World Vision still trying to reach staff in Chile after quake

Christian humanitarian organization World Vision issued the following statement this morning in the still unfolding aftermath of Pacific Ocean earthquakes off the coast of Chile and Japan:

“Aid group World Vision is concerned by the magnitude of the 8.8 quake that struck Chile overnight and anticipating reports of further deaths and damage.

“Overnight, World Vision has been attempting to reach its staff in Chile, without success.

World Vision is also concerned about the possible tsunami that is reportedly heading for Asia as a result of Chile’s quakes. Our disaster teams are contacting offices across the region to alert them for the possibility of a major tsunami.

“We have worked in Chile for 30 years and have more than 100 staff in the country, many living and working in areas close to the quake epicenter.

“However, given the magnitude of this disaster, World Vision is preparing to deploy additional staff to support the relief response.
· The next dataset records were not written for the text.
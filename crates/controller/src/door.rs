//! Door and Vehicle Classification

use option_store::values::MOUNT_SIDE;
use serde::Serialize;

/// Door state derived from a distance reading
#[derive(Debug, Clone, Copy, PartialEq, Eq, Serialize)]
#[repr(u8)]
pub enum DoorStatus {
    Closed = 0,
    Open = 1,
}

/// Vehicle presence under a closed door
#[derive(Debug, Clone, Copy, PartialEq, Eq, Serialize)]
#[repr(u8)]
pub enum VehicleStatus {
    Absent = 0,
    Present = 1,
    /// Door is open, the sensor sees the door panel
    Unknown = 2,
}

/// Classify the door from a distance in centimetres.
///
/// A ceiling sensor sees the raised door panel close by when open. A side
/// sensor sees across the opening, so a long distance means open.
pub fn classify_door(mount: u32, threshold: u32, distance: u32) -> DoorStatus {
    let open = if mount == MOUNT_SIDE {
        distance > threshold
    } else {
        distance < threshold
    };
    if open {
        DoorStatus::Open
    } else {
        DoorStatus::Closed
    }
}

/// Classify vehicle presence; only meaningful while the door is closed
pub fn classify_vehicle(door: DoorStatus, threshold: u32, distance: u32) -> VehicleStatus {
    match door {
        DoorStatus::Open => VehicleStatus::Unknown,
        DoorStatus::Closed if distance < threshold => VehicleStatus::Present,
        DoorStatus::Closed => VehicleStatus::Absent,
    }
}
“Chile is prone to large earthquakes. After the 7.7 quake in northern Chile in November 2007, World Vision was one of the first responders in the area and set up Child-Friendly Spaces to serve the needs of the quake’s youngest survivors.

“Since 1980, World Vision Chile has been implementing development projects reaching about 100,000 children and adults within the country’s poorest, most marginalized communities, including a focus on education and microfinance opportunities for poor entrepreneurs.

“In addition, World Vision continues to respond to the 7.0 earthquake that struck Haiti on January 12. To date, the aid agency has provided more than 4,300 metric tons of food to more than 819,000 people, distributed shelter supplies to thousands, opened up five mobile clinics and provided medical supplies to 11 hospitals, and reached 32,000 people with basic items such as hygiene kits, blankets, and mosquito nets. World Vision has also opened up Child-Friendly Spaces in 7 locations throughout Port-au-Prince.

“We will continue trying to reach our staff in the ground in Chile.”